# Information provided
//! Bounded pool of async dispatch workers.
//!
//! Jobs are handed directly to an idle worker; there is no queue. When no
//! worker is idle a new one is spawned, up to `max_workers`. Beyond that the
//! job is handed back to the caller as [`PoolError::Saturated`].
//!
//! `min_workers` workers are started eagerly and never retire. Workers above
//! that bound retire after `keep_alive` without work.

use std::fmt;
use std::future::Future;
use std::panic::AssertUnwindSafe;
use std::pin::Pin;
use std::sync::atomic::{AtomicUsize, Ordering};
use std::sync::Arc;

use futures_util::FutureExt;
use parking_lot::Mutex;
use tokio::sync::{oneshot, watch};
use tracing::{debug, error};

use crate::config::PoolConfig;

/// A unit of work run by one worker.
pub type Job = Pin<Box<dyn Future<Output = ()> + Send + 'static>>;

/// A job the pool did not accept, handed back to the caller.
pub enum PoolError {
    /// Every worker is busy and the pool is at `max_workers`.
    Saturated(Job),
    ShutDown(Job),
}

impl PoolError {
    #[must_use]
    pub fn into_job(self) -> Job {
        match self {
            Self::Saturated(job) | Self::ShutDown(job) => job,
        }
    }
}

impl fmt::Debug for PoolError {
    fn fmt(&self, f: &mut fmt::Formatter<'_>) -> fmt::Result {
        match self {
            Self::Saturated(_) => f.write_str("Saturated(..)"),
            Self::ShutDown(_) => f.write_str("ShutDown(..)"),
        }
    }
}

impl fmt::Display for PoolError {
    fn fmt(&self, f: &mut fmt::Formatter<'_>) -> fmt::Result {
        match self {
            Self::Saturated(_) => f.write_str("worker pool saturated"),
            Self::ShutDown(_) => f.write_str("worker pool shut down"),
        }
    }
}

impl std::error::Error for PoolError {}

struct PoolShared {
    config: PoolConfig,
    /// Hand-off slots parked by idle workers, most recently idle last.
    idle: Mutex<Vec<oneshot::Sender<Job>>>,
    live: AtomicUsize,
    shutdown: watch::Sender<bool>,
}

impl PoolShared {
    /// Claims capacity for one more worker if the pool is below its cap.
    fn reserve_worker(&self) -> bool {
        self.live
            .fetch_update(Ordering::AcqRel, Ordering::Acquire, |live| {
                (live < self.config.max_workers).then_some(live + 1)
            })
            .is_ok()
    }
}

/// Cloneable handle to a running pool.
#[derive(Clone)]
pub struct WorkerPool {
    shared: Arc<PoolShared>,
}

impl WorkerPool {
    /// Starts the pool and its `min_workers` permanent workers.
    ///
    /// Must be called from within a Tokio runtime.
    #[must_use]
    pub fn start(config: PoolConfig) -> Self {
        let (shutdown, _rx) = watch::channel(false);
        let core = config.min_workers.min(config.max_workers);
        let pool = Self {
            shared: Arc::new(PoolShared {
                config,
                idle: Mutex::new(Vec::new()),
                live: AtomicUsize::new(0),
                shutdown,
            }),
        };
        for _ in 0..core {
            if pool.shared.reserve_worker() {
                tokio::spawn(worker_loop(Arc::clone(&pool.shared), None, true));
            }
        }
        debug!(core, max = pool.shared.config.max_workers, "worker pool started");
        pool
    }

    /// Hands `job` to an idle worker or a newly spawned one.
    ///
    /// # Errors
    ///
    /// Returns the job inside [`PoolError`] if the pool is saturated or shut down.
    pub fn try_submit(&self, job: Job) -> Result<(), PoolError> {
        if *self.shared.shutdown.borrow() {
            return Err(PoolError::ShutDown(job));
        }

        let mut job = job;
        loop {
            let slot = self.shared.idle.lock().pop();
            let Some(slot) = slot else { break };
            match slot.send(job) {
                Ok(()) => return Ok(()),
                // The worker retired after parking its slot.
                Err(returned) => job = returned,
            }
        }

        if self.shared.reserve_worker() {
            tokio::spawn(worker_loop(Arc::clone(&self.shared), Some(job), false));
            return Ok(());
        }
        Err(PoolError::Saturated(job))
    }

    /// Stops accepting jobs and wakes idle workers so they exit.
    ///
    /// Jobs already running finish normally.
    pub fn shutdown(&self) {
        self.shared.shutdown.send_replace(true);
        self.shared.idle.lock().clear();
    }

    #[must_use]
    pub fn live_workers(&self) -> usize {
        self.shared.live.load(Ordering::Acquire)
    }

    /// Workers currently parked waiting for a job.
    #[must_use]
    pub fn idle_workers(&self) -> usize {
        self.shared
            .idle
            .lock()
            .iter()
            .filter(|slot| !slot.is_closed())
            .count()
    }
}

async fn run_job(job: Job) {
    if let Err(panic) = AssertUnwindSafe(job).catch_unwind().await {
        let reason = panic
            .downcast_ref::<&str>()
            .map(|s| (*s).to_string())
            .or_else(|| panic.downcast_ref::<String>().cloned())
            .unwrap_or_else(|| "unknown panic".to_string());
        error!(%reason, "dispatch job panicked");
    }
}

async fn worker_loop(shared: Arc<PoolShared>, first: Option<Job>, core: bool) {
    let mut shutdown = shared.shutdown.subscribe();
    let keep_alive = shared.config.keep_alive();

    if let Some(job) = first {
        run_job(job).await;
    }

    loop {
        if *shutdown.borrow_and_update() {
            break;
        }

        let (slot, mut hand_off) = oneshot::channel::<Job>();
        shared.idle.lock().push(slot);

        let job = tokio::select! {
            received = &mut hand_off => received.ok(),
            _ = shutdown.changed() => None,
            () = tokio::time::sleep(keep_alive), if !core => None,
        };

        let job = match job {
            Some(job) => Some(job),
            None => {
                // A job may have been handed off while we were leaving.
                hand_off.close();
                hand_off.try_recv().ok()
            }
        };

        match job {
            Some(job) => run_job(job).await,
            None if *shutdown.borrow() => break,
            None if !core => {
                debug!("idle worker retired");
                break;
            }
            None => {}
        }
    }

    shared.live.fetch_sub(1, Ordering::AcqRel);
    shared.idle.lock().retain(|slot| !slot.is_closed());
}
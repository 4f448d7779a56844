//! Call-context persistence.
//!
//! A [`CallContextStore`] parks a [`CallContext`] under its key so that the
//! call can resume after an asynchronous suspension or a process boundary.
//! Reads are destructive: a context is restored at most once.
//!
//! Backends:
//! - [`MemoryContextStore`]: process-local map
//! - [`FileContextStore`]: one file per key
//! - [`SqlContextStore`]: one row per key (feature `relational`)
//! - [`DirectoryContextStore`]: one directory entry per key, with reconnect
//!
//! Stores are constructed once (see [`open_store`]) and passed to their users.

pub mod directory;
pub mod factory;
pub mod filesystem;
pub mod memory;
#[cfg(feature = "relational")]
pub mod relational;

use async_trait::async_trait;
use conduit_core::{BusError, BusResult, CallContext};

pub use directory::{
    DirectoryConnection, DirectoryConnector, DirectoryContextStore, DirectoryError,
    MemoryDirectory,
};
pub use factory::open_store;
pub use filesystem::FileContextStore;
pub use memory::MemoryContextStore;
#[cfg(feature = "relational")]
pub use relational::SqlContextStore;

/// Persistence of call contexts keyed by [`CallContext::key`].
#[async_trait]
pub trait CallContextStore: Send + Sync {
    /// Persist the context and return the key it was stored under.
    async fn store(&self, ctx: &CallContext) -> BusResult<String>;

    /// Read and delete the context stored under `key`.
    ///
    /// A missing key fails with an error for which
    /// [`BusError::is_not_found`] holds.
    async fn restore(&self, key: &str) -> BusResult<CallContext>;

    /// Delete the context stored under `key`, if any.
    async fn remove(&self, key: &str) -> BusResult<()>;
}

/// Rejects keys no backend can address.
pub(crate) fn check_key(key: &str) -> BusResult<()> {
    if key.is_empty() {
        return Err(BusError::illegal_input("call context key is empty"));
    }
    if key.contains(['/', '\\', '\0']) || key == "." || key == ".." {
        return Err(BusError::illegal_input(format!(
            "call context key `{key}` contains reserved characters"
        )));
    }
    Ok(())
}

#[cfg(test)]
pub(crate) mod testing {
    use conduit_core::{
        AgreedPolicy, Assertion, CallContext, CommunicationStyle, Participant, QName, Role, Scope,
        Transport,
    };

    /// A context with every field populated.
    pub fn full_context(message_id: &str) -> CallContext {
        let mut ctx = CallContext::new(message_id, "corr:42");
        ctx.provider_id = Some("node-a".into());
        ctx.exchange_id = Some("ex-9".into());
        ctx.service = Some(QName::new("urn:acme", "Billing"));
        ctx.operation = Some("pay".into());
        ctx.partner_operation = Some("payCallback".into());
        ctx.style = CommunicationStyle::RequestResponse;
        ctx.scope = Some(Scope::Response);
        ctx.role = Some(Role::Receiver);
        ctx.participant = Some(Participant::new("consumer-7", Transport::Jms));
        ctx.policy = Some(
            AgreedPolicy::new("p-1", QName::new("urn:acme", "Billing")).with_assertion(
                Assertion::Tracking {
                    level: "full".into(),
                },
            ),
        );
        ctx.action = Some("urn:acme:pay".into());
        ctx
    }
}

#[cfg(test)]
mod tests {
    use super::*;
    use conduit_core::ErrorKind;
    use proptest::prelude::*;

    #[test]
    fn derived_keys_are_accepted() {
        let ctx = testing::full_context("msg:1");
        assert!(check_key(&ctx.key()).is_ok());
    }

    #[test]
    fn reserved_keys_are_illegal_input() {
        for key in ["", "..", "a/b", "a\\b"] {
            let err = check_key(key).unwrap_err();
            assert_eq!(err.kind(), ErrorKind::IllegalInput, "key: {key:?}");
        }
    }

    proptest! {
        #[test]
        fn keys_with_separators_are_rejected(head in "[a-z0-9]{0,8}", tail in "[a-z0-9]{0,8}") {
            let slashed = format!("{head}/{tail}");
            let backslashed = format!("{head}\\{tail}");
            prop_assert!(check_key(&slashed).is_err());
            prop_assert!(check_key(&backslashed).is_err());
        }

        #[test]
        fn derived_keys_never_contain_separators(message_id in "[a-z0-9:._-]{1,16}") {
            let ctx = testing::full_context(&message_id);
            prop_assert!(check_key(&ctx.key()).is_ok());
        }
    }
}
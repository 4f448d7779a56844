//! Header projection of call-context fields.
//!
//! [`HeaderProjection`] is the stock [`HeaderMapper`]: it writes the
//! correlation fields of a [`CallContext`] into `conduit-*` message headers on
//! the way out and reads them back on the way in.

use conduit_core::{BusResult, CallContext, NormalizedMessage, QName};

use crate::traits::HeaderMapper;

pub const MESSAGE_ID: &str = "conduit-message-id";
pub const CORRELATION_ID: &str = "conduit-correlation-id";
pub const PROVIDER_ID: &str = "conduit-provider-id";
pub const SERVICE: &str = "conduit-service";
pub const OPERATION: &str = "conduit-operation";
pub const PARTNER_OPERATION: &str = "conduit-partner-operation";
pub const ACTION: &str = "conduit-action";

#[derive(Debug, Clone, Copy, Default)]
pub struct HeaderProjection;

impl HeaderProjection {
    #[must_use]
    pub fn new() -> Self {
        Self
    }

    fn write_common(ctx: &CallContext, msg: &mut NormalizedMessage) {
        let headers = &mut msg.headers;
        headers.insert(MESSAGE_ID.to_string(), ctx.message_id.clone());
        headers.insert(CORRELATION_ID.to_string(), ctx.correlation_id.clone());
        let optional = [
            (PROVIDER_ID, ctx.provider_id.clone()),
            (SERVICE, ctx.service.as_ref().map(QName::to_string)),
            (OPERATION, ctx.operation.clone()),
            (ACTION, ctx.action.clone()),
        ];
        for (name, value) in optional {
            if let Some(value) = value {
                headers.insert(name.to_string(), value);
            }
        }
    }

    fn read_common(msg: &NormalizedMessage, ctx: &mut CallContext) {
        if let Some(id) = msg.header(MESSAGE_ID) {
            ctx.message_id = id.to_string();
        }
        if let Some(id) = msg.header(CORRELATION_ID) {
            ctx.correlation_id = id.to_string();
        }
        if ctx.action.is_none() {
            ctx.action = msg.header(ACTION).map(str::to_string);
        }
    }
}

impl HeaderMapper for HeaderProjection {
    fn map_outgoing_request(&self, ctx: &CallContext, msg: &mut NormalizedMessage) -> BusResult<()> {
        Self::write_common(ctx, msg);
        Ok(())
    }

    fn map_outgoing_response(&self, ctx: &CallContext, msg: &mut NormalizedMessage) -> BusResult<()> {
        Self::write_common(ctx, msg);
        if let Some(partner) = &ctx.partner_operation {
            msg.headers
                .insert(PARTNER_OPERATION.to_string(), partner.clone());
        }
        Ok(())
    }

    fn map_incoming_request(&self, msg: &NormalizedMessage, ctx: &mut CallContext) -> BusResult<()> {
        Self::read_common(msg, ctx);
        if ctx.service.is_none() {
            ctx.service = msg.header(SERVICE).map(QName::parse).transpose()?;
        }
        Ok(())
    }

    fn map_incoming_response(&self, msg: &NormalizedMessage, ctx: &mut CallContext) -> BusResult<()> {
        Self::read_common(msg, ctx);
        if let Some(partner) = msg.header(PARTNER_OPERATION) {
            ctx.partner_operation = Some(partner.to_string());
        }
        Ok(())
    }
}

#[cfg(test)]
mod tests {
    use conduit_core::{Content, ErrorKind};

    use super::*;

    fn context() -> CallContext {
        let mut ctx = CallContext::new("msg-1", "corr-1");
        ctx.provider_id = Some("node-a".into());
        ctx.service = Some(QName::new("urn:acme", "Billing"));
        ctx.operation = Some("pay".into());
        ctx.action = Some("urn:acme:pay".into());
        ctx
    }

    fn empty_message() -> NormalizedMessage {
        NormalizedMessage::new(Content::Tree(serde_json::json!({})))
    }

    #[test]
    fn outgoing_request_writes_correlation_headers() {
        let mut msg = empty_message();
        HeaderProjection
            .map_outgoing_request(&context(), &mut msg)
            .unwrap();
        assert_eq!(msg.header(MESSAGE_ID), Some("msg-1"));
        assert_eq!(msg.header(CORRELATION_ID), Some("corr-1"));
        assert_eq!(msg.header(SERVICE), Some("{urn:acme}Billing"));
        assert_eq!(msg.header(ACTION), Some("urn:acme:pay"));
        assert_eq!(msg.header(PARTNER_OPERATION), None);
    }

    #[test]
    fn incoming_request_restores_correlation() {
        let mut msg = empty_message();
        HeaderProjection
            .map_outgoing_request(&context(), &mut msg)
            .unwrap();

        let mut received = CallContext::new("local", "local");
        HeaderProjection
            .map_incoming_request(&msg, &mut received)
            .unwrap();
        assert_eq!(received.message_id, "msg-1");
        assert_eq!(received.correlation_id, "corr-1");
        assert_eq!(received.service, Some(QName::new("urn:acme", "Billing")));
        assert_eq!(received.action.as_deref(), Some("urn:acme:pay"));
    }

    #[test]
    fn response_carries_partner_operation() {
        let mut ctx = context();
        ctx.partner_operation = Some("payCallback".into());
        let mut msg = empty_message();
        HeaderProjection.map_outgoing_response(&ctx, &mut msg).unwrap();

        let mut received = CallContext::new("x", "y");
        HeaderProjection
            .map_incoming_response(&msg, &mut received)
            .unwrap();
        assert_eq!(received.partner_operation.as_deref(), Some("payCallback"));
        assert_eq!(received.correlation_id, "corr-1");
    }

    #[test]
    fn malformed_service_header_is_illegal_input() {
        let mut msg = empty_message();
        msg.headers.insert(SERVICE.to_string(), "{urn:acme".to_string());
        let err = HeaderProjection
            .map_incoming_request(&msg, &mut CallContext::new("a", "b"))
            .unwrap_err();
        assert_eq!(err.kind(), ErrorKind::IllegalInput);
    }
}
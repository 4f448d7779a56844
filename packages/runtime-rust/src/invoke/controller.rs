//! Resilience controller contract.
//!
//! A controller decides how many attempts an invocation gets and against
//! which targets. Each attempt is a value ([`Attempt`]) carrying a fresh
//! exchange; the retry loop itself lives in
//! [`OperationProxy`](super::OperationProxy).

use conduit_core::{
    BusError, BusResult, EndpointRef, Exchange, Fault, NormalizedMessage, OperationDescription,
    QName,
};

/// A service an invocation may be routed to, optionally pinned to one endpoint.
#[derive(Debug, Clone, PartialEq, Eq)]
pub struct ServiceTarget {
    pub service: QName,
    pub endpoint: Option<EndpointRef>,
}

impl ServiceTarget {
    #[must_use]
    pub fn service(service: QName) -> Self {
        Self {
            service,
            endpoint: None,
        }
    }

    #[must_use]
    pub fn endpoint(endpoint: EndpointRef) -> Self {
        Self {
            service: endpoint.service.clone(),
            endpoint: Some(endpoint),
        }
    }
}

/// One attempt of an invocation.
#[derive(Debug)]
pub struct Attempt {
    /// Fresh exchange carrying a seeded call context.
    pub exchange: Exchange,
    pub description: OperationDescription,
}

pub trait ResilienceController: Send + Sync {
    /// Next in-only attempt, or `None` once the retry policy is exhausted.
    ///
    /// # Errors
    ///
    /// Returns the error raised while resolving the operation.
    fn create_in_only_exchange(
        &self,
        targets: &[ServiceTarget],
        operation: &QName,
    ) -> BusResult<Option<Attempt>>;

    /// Next in-out attempt, or `None` once the retry policy is exhausted.
    ///
    /// # Errors
    ///
    /// Returns the error raised while resolving the operation.
    fn create_in_out_exchange(
        &self,
        targets: &[ServiceTarget],
        operation: &QName,
    ) -> BusResult<Option<Attempt>>;

    /// # Errors
    ///
    /// An error fails the current attempt.
    fn preprocess_exchange(&self, _exchange: &mut Exchange) -> BusResult<()> {
        Ok(())
    }

    /// # Errors
    ///
    /// An error fails the current attempt.
    fn preprocess_message(&self, _message: &mut NormalizedMessage) -> BusResult<()> {
        Ok(())
    }

    /// # Errors
    ///
    /// An error fails the current attempt.
    fn postprocess_exchange(&self, _exchange: &mut Exchange) -> BusResult<()> {
        Ok(())
    }

    /// Turns the answer of an in-out attempt into the reply message.
    ///
    /// # Errors
    ///
    /// Returns `BusError::ProviderFault` when the provider answered with a fault.
    fn postprocess_message(
        &self,
        out: Option<NormalizedMessage>,
        fault: Option<Fault>,
    ) -> BusResult<Option<NormalizedMessage>> {
        match fault {
            Some(fault) => Err(BusError::from(fault)),
            None => Ok(out),
        }
    }

    /// Error to raise for an answer in `Error` status.
    fn handle_error(&self, exchange: &Exchange) -> BusError {
        let detail = exchange
            .failure()
            .map_or_else(|| "no failure attached".to_string(), ToString::to_string);
        BusError::communication(format!(
            "exchange {} ended in error: {detail}",
            exchange.id()
        ))
    }

    /// Decides whether a failed attempt is recorded. `None` swallows it.
    fn handle_exception(&self, error: BusError) -> Option<BusError> {
        Some(error)
    }

    /// Error raised once no attempt is left.
    ///
    /// A trailing provider fault is surfaced as is, so business callers see
    /// the fault rather than an aggregate.
    fn handle_failure(&self, mut failures: Vec<BusError>) -> BusError {
        if failures
            .last()
            .is_some_and(|last| last.fault().is_some())
        {
            if let Some(fault) = failures.pop() {
                return fault;
            }
        }
        BusError::RetriesExhausted { failures }
    }

    /// Runs after each attempt, successful or not, once an answer arrived.
    fn finalize_exchange(&self, _exchange: &Exchange) {}

    /// Synchronous call timeout. 1 ms or less means no explicit timeout.
    fn call_timeout_ms(&self) -> u64;
}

# The task
Restate, word for word and without additions, every line from the top of the listing above through the line that contains "retire. Workers above".

# Response
//! Bounded pool of async dispatch workers.
//!
//! Jobs are handed directly to an idle worker; there is no queue. When no
//! worker is idle a new one is spawned, up to `max_workers`. Beyond that the
//! job is handed back to the caller as [`PoolError::Saturated`].
//!
//! `min_workers` workers are started eagerly and never retire. Workers above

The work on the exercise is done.